======== Input data ========

//! CommandDispatcher: routes user actions to the active window's settings.
//!
//! The dispatcher is the only place that knows how a command finds its
//! settings:
//!
//! 1. the window of the view the command came from, if any;
//! 2. otherwise the host's active window;
//! 3. otherwise a detached settings instance.
//!
//! # Prompt continuations (for beginners)
//!
//! A command that needs input returns a prompt instead of finishing.  The
//! dispatcher shows the prompt through the [`InputPanel`] and parks the
//! command together with the settings handle it started on.  The user's
//! answer arrives later as a separate event through
//! [`CommandDispatcher::complete_prompt`].
//!
//! At most one prompt is open at a time.  Starting another command while one
//! is open dismisses the open prompt first, exactly as if the user had
//! cancelled it.

use std::rc::Rc;

use thiserror::Error;
use tracing::{debug, info};
use wincfg_core::{SettingsHandle, SettingsRegistry, WindowId};

use super::commands::{command_by_name, CommandArgs, CommandStep, StatusMessage, WindowCommand};
use super::prompt::{PromptOutcome, PromptRequest};

/// Source of the host's active window.
pub trait WindowSource {
    /// The focused window, or `None` when no window is active.
    fn active_window(&self) -> Option<WindowId>;
}

/// Host input panel.
pub trait InputPanel {
    /// Shows `request`; the answer comes back through
    /// [`CommandDispatcher::complete_prompt`].
    fn show_input_panel(&self, request: &PromptRequest);
}

/// Host status bar.
pub trait StatusSink {
    fn set_status(&self, message: &StatusMessage);
}

/// Error type for dispatch operations.
#[derive(Debug, Error, PartialEq, Eq)]
pub enum DispatchError {
    #[error("unknown command: {0}")]
    UnknownCommand(String),

    #[error("no prompt is waiting for input")]
    NoPendingPrompt,
}

/// Result of running or resuming a command.
#[derive(Debug, Clone, PartialEq, Eq)]
pub enum DispatchOutcome {
    /// The command finished; the message was sent to the status sink.
    Completed(StatusMessage),
    /// The command is parked until the prompt is answered.
    AwaitingInput(PromptRequest),
}

struct PendingPrompt {
    command: Box<dyn WindowCommand>,
    settings: SettingsHandle,
    request: PromptRequest,
}

/// Routes commands, prompt answers, and window-close events.
pub struct CommandDispatcher {
    registry: Rc<SettingsRegistry>,
    windows: Rc<dyn WindowSource>,
    panel: Rc<dyn InputPanel>,
    status: Rc<dyn StatusSink>,
    pending: Option<PendingPrompt>,
}

impl CommandDispatcher {
    pub fn new(
        registry: Rc<SettingsRegistry>,
        windows: Rc<dyn WindowSource>,
        panel: Rc<dyn InputPanel>,
        status: Rc<dyn StatusSink>,
    ) -> Self {
        Self {
            registry,
            windows,
            panel,
            status,
            pending: None,
        }
    }

    /// Runs `name` for the window of `view_window` (or the active window).
    ///
    /// # Errors
    ///
    /// Returns [`DispatchError::UnknownCommand`] if `name` is not registered.
    /// An open prompt is left untouched in that case.
    pub fn run_command(
        &mut self,
        name: &str,
        view_window: Option<WindowId>,
        args: CommandArgs,
    ) -> Result<DispatchOutcome, DispatchError> {
        let mut command =
            command_by_name(name).ok_or_else(|| DispatchError::UnknownCommand(name.to_string()))?;
        self.cancel_pending();

        let settings = self.settings_for(view_window);
        if !command.is_enabled(&settings) {
            debug!("command '{name}' is disabled for this window");
            let message = StatusMessage::new(format!("'{name}' is not available for this window."));
            self.status.set_status(&message);
            return Ok(DispatchOutcome::Completed(message));
        }

        info!("running command '{name}'");
        let step = command.run(&settings, args);
        Ok(self.advance(command, settings, step))
    }

    /// Delivers the answer to the open prompt.
    ///
    /// # Errors
    ///
    /// Returns [`DispatchError::NoPendingPrompt`] if no prompt is open.
    pub fn complete_prompt(
        &mut self,
        outcome: PromptOutcome,
    ) -> Result<DispatchOutcome, DispatchError> {
        let PendingPrompt {
            mut command,
            settings,
            ..
        } = self.pending.take().ok_or(DispatchError::NoPendingPrompt)?;
        let step = command.resume(&settings, outcome);
        Ok(self.advance(command, settings, step))
    }

    /// Dismisses the open prompt, if any, and returns its cancellation status.
    pub fn cancel_pending(&mut self) -> Option<StatusMessage> {
        if self.pending.is_none() {
            return None;
        }
        match self.complete_prompt(PromptOutcome::Cancelled) {
            Ok(DispatchOutcome::Completed(message)) => Some(message),
            _ => None,
        }
    }

    /// The prompt currently waiting for an answer.
    pub fn pending_prompt(&self) -> Option<&PromptRequest> {
        self.pending.as_ref().map(|pending| &pending.request)
    }

    pub fn has_pending_prompt(&self) -> bool {
        self.pending.is_some()
    }

    /// Whether `name` would run (rather than report "not available") now.
    ///
    /// # Errors
    ///
    /// Returns [`DispatchError::UnknownCommand`] if `name` is not registered.
    pub fn is_enabled(
        &self,
        name: &str,
        view_window: Option<WindowId>,
    ) -> Result<bool, DispatchError> {
        let command =
            command_by_name(name).ok_or_else(|| DispatchError::UnknownCommand(name.to_string()))?;
        Ok(command.is_enabled(&self.settings_for(view_window)))
    }

    /// Host notification that a window closed.
    pub fn window_closed(&mut self, id: WindowId) -> bool {
        self.registry.close(id)
    }

    /// Settings of the view's window, else the active window, else detached.
    pub fn settings_for(&self, view_window: Option<WindowId>) -> SettingsHandle {
        let window = view_window.or_else(|| self.windows.active_window());
        self.registry.settings_for(window)
    }

    pub fn registry(&self) -> &SettingsRegistry {
        &self.registry
    }

    fn advance(
        &mut self,
        command: Box<dyn WindowCommand>,
        settings: SettingsHandle,
        step: CommandStep,
    ) -> DispatchOutcome {
        match step {
            CommandStep::Prompt(request) => {
                debug!("command '{}' waiting for input", command.name());
                self.panel.show_input_panel(&request);
                self.pending = Some(PendingPrompt {
                    command,
                    settings,
                    request: request.clone(),
                });
                DispatchOutcome::AwaitingInput(request)
            }
            CommandStep::Done(message) => {
                self.status.set_status(&message);
                DispatchOutcome::Completed(message)
            }
        }
    }
}
//! Prompt continuations.
//!
//! Collecting input is a two-step affair in the editor: a command opens an
//! input panel and returns immediately; the user's answer (or dismissal)
//! arrives later as a separate event.  Instead of a pair of callbacks, a
//! command returns a [`PromptRequest`] and is later resumed with exactly one
//! [`PromptOutcome`].

/// An input panel the host should show.
#[derive(Debug, Clone, PartialEq, Eq)]
pub struct PromptRequest {
    /// Caption shown next to the input field.
    pub message: String,
    /// Text pre-filled in the input field.
    pub initial_text: String,
}

impl PromptRequest {
    /// Creates a request with an empty input field.
    pub fn new(message: impl Into<String>) -> Self {
        Self {
            message: message.into(),
            initial_text: String::new(),
        }
    }
}

/// How the user answered a prompt.
#[derive(Debug, Clone, PartialEq, Eq)]
pub enum PromptOutcome {
    /// The user confirmed the panel with this text.
    Confirmed(String),
    /// The user dismissed the panel.
    Cancelled,
}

========

* [Directions] Reproduce the lines of the records exactly, from the first one through the line that contains "and parks the".

* [Task response]
//! CommandDispatcher: routes user actions to the active window's settings.
//!
//! The dispatcher is the only place that knows how a command finds its
//! settings:
//!
//! 1. the window of the view the command came from, if any;
//! 2. otherwise the host's active window;
//! 3. otherwise a detached settings instance.
//!
//! # Prompt continuations (for beginners)
//!
//! A command that needs input returns a prompt instead of finishing.  The
//! dispatcher shows the prompt through the [`InputPanel`] and parks the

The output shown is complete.